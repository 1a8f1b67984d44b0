//! Dataset filtering and grouping primitives

use crate::core::types::RiskLevel;
use crate::dataset::MerchantRecord;
use chrono::{DateTime, Utc};
use serde::{Deserialize, Serialize};

/// Requested time window for a query.
///
/// No per-month history exists yet, so applying a time range is a
/// documented pass-through: results always reflect the current snapshot
/// ("all time" semantics). The range is still echoed in results so the
/// composition layer can phrase the limitation honestly.
#[derive(Debug, Clone, Copy, Default, Serialize, Deserialize)]
pub struct TimeRange {
    pub start: Option<DateTime<Utc>>,
    pub end: Option<DateTime<Utc>>,
}

impl TimeRange {
    /// Pass-through pending historical data. Kept as a pipeline stage so
    /// real filtering can slot in without reshaping the executor.
    pub fn apply<'a>(&self, records: Vec<&'a MerchantRecord>) -> Vec<&'a MerchantRecord> {
        if self.start.is_some() || self.end.is_some() {
            tracing::debug!("time-range filter requested but no history exists; returning all");
        }
        records
    }
}

/// Field a breakdown can be partitioned by
#[derive(Debug, Clone, Copy, PartialEq, Eq, Serialize, Deserialize)]
#[serde(rename_all = "snake_case")]
pub enum GroupKey {
    RiskLevel,
    Category,
    Floor,
}

impl GroupKey {
    /// The partition value of one record.
    pub fn value_of(&self, record: &MerchantRecord) -> String {
        match self {
            GroupKey::RiskLevel => record.risk_level.as_str().to_string(),
            GroupKey::Category => record.category.clone(),
            GroupKey::Floor => record.floor.clone(),
        }
    }
}

/// Conjunction of predicates; an absent field means "no restriction",
/// never "exclude all".
#[derive(Debug, Clone, Default, Serialize, Deserialize)]
pub struct MerchantFilter {
    #[serde(skip_serializing_if = "Option::is_none")]
    pub risk_levels: Option<Vec<RiskLevel>>,
    /// Matches the full category string or its macro segment
    #[serde(skip_serializing_if = "Option::is_none")]
    pub categories: Option<Vec<String>>,
    #[serde(skip_serializing_if = "Option::is_none")]
    pub floors: Option<Vec<String>>,
    #[serde(skip_serializing_if = "Option::is_none")]
    pub min_score: Option<f64>,
    #[serde(skip_serializing_if = "Option::is_none")]
    pub max_score: Option<f64>,
}

impl MerchantFilter {
    pub fn matches(&self, record: &MerchantRecord) -> bool {
        if let Some(levels) = &self.risk_levels {
            if !levels.contains(&record.risk_level) {
                return false;
            }
        }
        if let Some(categories) = &self.categories {
            let hit = categories
                .iter()
                .any(|c| record.category == *c || record.macro_category() == c);
            if !hit {
                return false;
            }
        }
        if let Some(floors) = &self.floors {
            if !floors.contains(&record.floor) {
                return false;
            }
        }
        if let Some(min) = self.min_score {
            if record.health_score < min {
                return false;
            }
        }
        if let Some(max) = self.max_score {
            if record.health_score > max {
                return false;
            }
        }
        true
    }

    /// Filter a snapshot, preserving dataset order.
    pub fn apply<'a>(&self, records: &'a [MerchantRecord]) -> Vec<&'a MerchantRecord> {
        records.iter().filter(|r| self.matches(r)).collect()
    }
}

#[cfg(test)]
mod tests {
    use super::*;
    use crate::dataset::store::sample_merchants;

    #[test]
    fn test_empty_filter_keeps_everything() {
        let merchants = sample_merchants();
        let filter = MerchantFilter::default();
        assert_eq!(filter.apply(&merchants).len(), merchants.len());
    }

    #[test]
    fn test_risk_level_membership() {
        let merchants = sample_merchants();
        let filter = MerchantFilter {
            risk_levels: Some(vec![RiskLevel::High, RiskLevel::Critical]),
            ..Default::default()
        };
        let out = filter.apply(&merchants);
        assert!(!out.is_empty());
        assert!(out
            .iter()
            .all(|m| m.risk_level >= RiskLevel::High));
    }

    #[test]
    fn test_macro_category_matches() {
        let merchants = sample_merchants();
        let filter = MerchantFilter {
            categories: Some(vec!["餐饮".to_string()]),
            ..Default::default()
        };
        let out = filter.apply(&merchants);
        assert!(!out.is_empty());
        assert!(out.iter().all(|m| m.macro_category() == "餐饮"));
    }

    #[test]
    fn test_score_bounds() {
        let merchants = sample_merchants();
        let filter = MerchantFilter {
            min_score: Some(70.0),
            max_score: Some(85.0),
            ..Default::default()
        };
        for m in filter.apply(&merchants) {
            assert!(m.health_score >= 70.0 && m.health_score <= 85.0);
        }
    }

    #[test]
    fn test_time_range_is_pass_through() {
        let merchants = sample_merchants();
        let all: Vec<&MerchantRecord> = merchants.iter().collect();
        let range = TimeRange {
            start: Some(Utc::now()),
            end: None,
        };
        assert_eq!(range.apply(all).len(), merchants.len());
    }

    #[test]
    fn test_group_key_values() {
        let merchants = sample_merchants();
        let m = &merchants[0];
        assert_eq!(GroupKey::Floor.value_of(m), m.floor);
        assert_eq!(GroupKey::RiskLevel.value_of(m), m.risk_level.as_str());
    }
}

» **WHAT THE TASK ASKS**
Every entry above should be transcribed exactly as it appears.

» **SOLVED EXERCISE**
repository 1a8f1b67984d44b0
//! Dataset filtering and grouping primitives

use crate::core::types::RiskLevel;
use crate::dataset::MerchantRecord;
use chrono::{DateTime, Utc};
use serde::{Deserialize, Serialize};

/// Requested time window for a query.
///
/// No per-month history exists yet, so applying a time range is a
/// documented pass-through: results always reflect the current snapshot
/// ("all time" semantics). The range is still echoed in results so the
/// composition layer can phrase the limitation honestly.
#[derive(Debug, Clone, Copy, Default, Serialize, Deserialize)]
pub struct TimeRange {
    pub start: Option<DateTime<Utc>>,
    pub end: Option<DateTime<Utc>>,
}

impl TimeRange {
    /// Pass-through pending historical data. Kept as a pipeline stage so
    /// real filtering can slot in without reshaping the executor.
    pub fn apply<'a>(&self, records: Vec<&'a MerchantRecord>) -> Vec<&'a MerchantRecord> {
        if self.start.is_some() || self.end.is_some() {
            tracing::debug!("time-range filter requested but no history exists; returning all");
        }
        records
    }
}

/// Field a breakdown can be partitioned by
#[derive(Debug, Clone, Copy, PartialEq, Eq, Serialize, Deserialize)]
#[serde(rename_all = "snake_case")]
pub enum GroupKey {
    RiskLevel,
    Category,
    Floor,
}

impl GroupKey {
    /// The partition value of one record.
    pub fn value_of(&self, record: &MerchantRecord) -> String {
        match self {
            GroupKey::RiskLevel => record.risk_level.as_str().to_string(),
            GroupKey::Category => record.category.clone(),
            GroupKey::Floor => record.floor.clone(),
        }
    }
}

/// Conjunction of predicates; an absent field means "no restriction",
/// never "exclude all".
#[derive(Debug, Clone, Default, Serialize, Deserialize)]
pub struct MerchantFilter {
    #[serde(skip_serializing_if = "Option::is_none")]
    pub risk_levels: Option<Vec<RiskLevel>>,
    /// Matches the full category string or its macro segment
    #[serde(skip_serializing_if = "Option::is_none")]
    pub categories: Option<Vec<String>>,
    #[serde(skip_serializing_if = "Option::is_none")]
    pub floors: Option<Vec<String>>,
    #[serde(skip_serializing_if = "Option::is_none")]
    pub min_score: Option<f64>,
    #[serde(skip_serializing_if = "Option::is_none")]
    pub max_score: Option<f64>,
}

impl MerchantFilter {
    pub fn matches(&self, record: &MerchantRecord) -> bool {
        if let Some(levels) = &self.risk_levels {
            if !levels.contains(&record.risk_level) {
                return false;
            }
        }
        if let Some(categories) = &self.categories {
            let hit = categories
                .iter()
                .any(|c| record.category == *c || record.macro_category() == c);
            if !hit {
                return false;
            }
        }
        if let Some(floors) = &self.floors {
            if !floors.contains(&record.floor) {
                return false;
            }
        }
        if let Some(min) = self.min_score {
            if record.health_score < min {
                return false;
            }
        }
        if let Some(max) = self.max_score {
            if record.health_score > max {
                return false;
            }
        }
        true
    }

    /// Filter a snapshot, preserving dataset order.
    pub fn apply<'a>(&self, records: &'a [MerchantRecord]) -> Vec<&'a MerchantRecord> {
        records.iter().filter(|r| self.matches(r)).collect()
    }
}

#[cfg(test)]
mod tests {
    use super::*;
    use crate::dataset::store::sample_merchants;

    #[test]
    fn test_empty_filter_keeps_everything() {
        let merchants = sample_merchants();
        let filter = MerchantFilter::default();
        assert_eq!(filter.apply(&merchants).len(), merchants.len());
    }

    #[test]
    fn test_risk_level_membership() {
        let merchants = sample_merchants();
        let filter = MerchantFilter {
            risk_levels: Some(vec![RiskLevel::High, RiskLevel::Critical]),
            ..Default::default()
        };
        let out = filter.apply(&merchants);
        assert!(!out.is_empty());
        assert!(out
            .iter()
            .all(|m| m.risk_level >= RiskLevel::High));
    }

    #[test]
    fn test_macro_category_matches() {
        let merchants = sample_merchants();
        let filter = MerchantFilter {
            categories: Some(vec!["餐饮".to_string()]),
            ..Default::default()
        };
        let out = filter.apply(&merchants);
        assert!(!out.is_empty());
        assert!(out.iter().all(|m| m.macro_category() == "餐饮"));
    }

    #[test]
    fn test_score_bounds() {
        let merchants = sample_merchants();
        let filter = MerchantFilter {
            min_score: Some(70.0),
            max_score: Some(85.0),
            ..Default::default()
        };
        for m in filter.apply(&merchants) {
            assert!(m.health_score >= 70.0 && m.health_score <= 85.0);
        }
    }

    #[test]
    fn test_time_range_is_pass_through() {
        let merchants = sample_merchants();
        let all: Vec<&MerchantRecord> = merchants.iter().collect();
        let range = TimeRange {
            start: Some(Utc::now()),
            end: None,
        };
        assert_eq!(range.apply(all).len(), merchants.len());
    }

    #[test]
    fn test_group_key_values() {
        let merchants = sample_merchants();
        let m = &merchants[0];
        assert_eq!(GroupKey::Floor.value_of(m), m.floor);
        assert_eq!(GroupKey::RiskLevel.value_of(m), m.risk_level.as_str());
    }
}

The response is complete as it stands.